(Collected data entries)
****

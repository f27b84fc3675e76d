// Copyright (c) 2025 Kirky.X
//
// Licensed under the MIT License
// See LICENSE file in the project root for full license information.

use async_trait::async_trait;
use chrono::{DateTime, Utc};
use dashmap::DashMap;
use serde::{Deserialize, Serialize};
use std::fmt;
use std::str::FromStr;
use thiserror::Error;
use uuid::Uuid;

/// 队列错误类型
#[derive(Error, Debug)]
pub enum QueueError {
    /// 负载序列化错误
    #[error("Payload error: {0}")]
    Payload(#[from] serde_json::Error),

    /// 后端错误
    #[error("Backend error: {0}")]
    Backend(String),
}

/// 任务类别枚举
///
/// 每个类别对应一个独立的工作池，并发上限各自配置，
/// 互不挤占外部API配额。
#[derive(Debug, Clone, Copy, PartialEq, Eq, Hash, Serialize, Deserialize)]
#[serde(rename_all = "snake_case")]
pub enum TaskKind {
    /// 内容生成
    Generation,
    /// 站点发布
    Publishing,
    /// 性能跟踪
    Tracking,
}

impl fmt::Display for TaskKind {
    fn fmt(&self, f: &mut fmt::Formatter) -> fmt::Result {
        match self {
            TaskKind::Generation => write!(f, "generation"),
            TaskKind::Publishing => write!(f, "publishing"),
            TaskKind::Tracking => write!(f, "tracking"),
        }
    }
}

impl FromStr for TaskKind {
    type Err = ();

    fn from_str(s: &str) -> Result<Self, Self::Err> {
        match s {
            "generation" => Ok(TaskKind::Generation),
            "publishing" => Ok(TaskKind::Publishing),
            "tracking" => Ok(TaskKind::Tracking),
            _ => Err(()),
        }
    }
}

/// 队列任务条目
///
/// 最小的可调度工作单元。`not_before`是任务之间唯一的排序
/// 机制：队列对不同延迟的任务不保证FIFO。
#[derive(Debug, Clone, Serialize, Deserialize)]
pub struct QueuedTask {
    /// 条目唯一标识符
    pub id: Uuid,
    /// 任务类别
    pub kind: TaskKind,
    /// 所属作业ID
    pub job_id: Uuid,
    /// 任务负载数据
    pub payload: serde_json::Value,
    /// 优先级，数值越小越先派发
    pub priority: i32,
    /// 最早派发时间，为空表示立即可派发
    pub not_before: Option<DateTime<Utc>>,
    /// 已尝试次数
    pub attempt_count: u32,
    /// 最大重试次数
    pub max_retries: u32,
    /// 创建时间
    pub created_at: DateTime<Utc>,
}

impl QueuedTask {
    /// 创建一个新的队列任务条目
    pub fn new(kind: TaskKind, job_id: Uuid, payload: serde_json::Value, priority: i32) -> Self {
        Self {
            id: Uuid::new_v4(),
            kind,
            job_id,
            payload,
            priority,
            not_before: None,
            attempt_count: 0,
            max_retries: 3,
            created_at: Utc::now(),
        }
    }

    /// 当前时刻是否已到派发时间
    pub fn is_ready(&self, now: DateTime<Utc>) -> bool {
        self.not_before.map(|t| t <= now).unwrap_or(true)
    }
}

/// 任务队列特质
///
/// 至少一次投递语义：出队即认领，处理失败由调度器重新入队。
#[async_trait]
pub trait TaskQueue: Send + Sync {
    /// 入队任务
    async fn enqueue(&self, task: QueuedTask) -> Result<(), QueueError>;

    /// 出队一个指定类别的就绪任务
    ///
    /// 就绪条目中优先级数值最小者先出队，优先级相同时按
    /// 创建时间排序；没有就绪条目时返回None。
    async fn dequeue(&self, kind: TaskKind) -> Result<Option<QueuedTask>, QueueError>;

    /// 指定类别的当前队列深度
    async fn depth(&self, kind: TaskKind) -> Result<usize, QueueError>;
}

#[async_trait]
impl<Q: TaskQueue + ?Sized> TaskQueue for std::sync::Arc<Q> {
    async fn enqueue(&self, task: QueuedTask) -> Result<(), QueueError> {
        (**self).enqueue(task).await
    }

    async fn dequeue(&self, kind: TaskKind) -> Result<Option<QueuedTask>, QueueError> {
        (**self).dequeue(kind).await
    }

    async fn depth(&self, kind: TaskKind) -> Result<usize, QueueError> {
        (**self).depth(kind).await
    }
}

/// 内存任务队列
///
/// 每个任务类别维护一个独立的延迟队列，出队时惰性筛选
/// 就绪条目。
#[derive(Default)]
pub struct MemoryTaskQueue {
    queues: DashMap<TaskKind, Vec<QueuedTask>>,
}

impl MemoryTaskQueue {
    /// 创建新的内存任务队列
    pub fn new() -> Self {
        Self::default()
    }

    /// 读取指定类别全部待处理条目的快照
    ///
    /// 包含尚未到派发时间的延迟条目，用于观测与测试。
    pub fn pending(&self, kind: TaskKind) -> Vec<QueuedTask> {
        self.queues
            .get(&kind)
            .map(|q| q.value().clone())
            .unwrap_or_default()
    }
}

#[async_trait]
impl TaskQueue for MemoryTaskQueue {
    async fn enqueue(&self, task: QueuedTask) -> Result<(), QueueError> {
        metrics::counter!("queue_enqueued_total", "kind" => task.kind.to_string()).increment(1);
        self.queues.entry(task.kind).or_default().push(task);
        Ok(())
    }

    async fn dequeue(&self, kind: TaskKind) -> Result<Option<QueuedTask>, QueueError> {
        let mut entry = match self.queues.get_mut(&kind) {
            Some(entry) => entry,
            None => return Ok(None),
        };

        let now = Utc::now();
        let best = entry
            .iter()
            .enumerate()
            .filter(|(_, t)| t.is_ready(now))
            .min_by(|(_, a), (_, b)| {
                a.priority
                    .cmp(&b.priority)
                    .then_with(|| a.created_at.cmp(&b.created_at))
            })
            .map(|(i, _)| i);

        Ok(best.map(|i| entry.remove(i)))
    }

    async fn depth(&self, kind: TaskKind) -> Result<usize, QueueError> {
        Ok(self.queues.get(&kind).map(|q| q.len()).unwrap_or(0))
    }
}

****

Work order: Every line holding the string "struct" should be copied here, so please find those lines in the data.

Solution to the exercise:
pub struct QueuedTask {
pub struct MemoryTaskQueue {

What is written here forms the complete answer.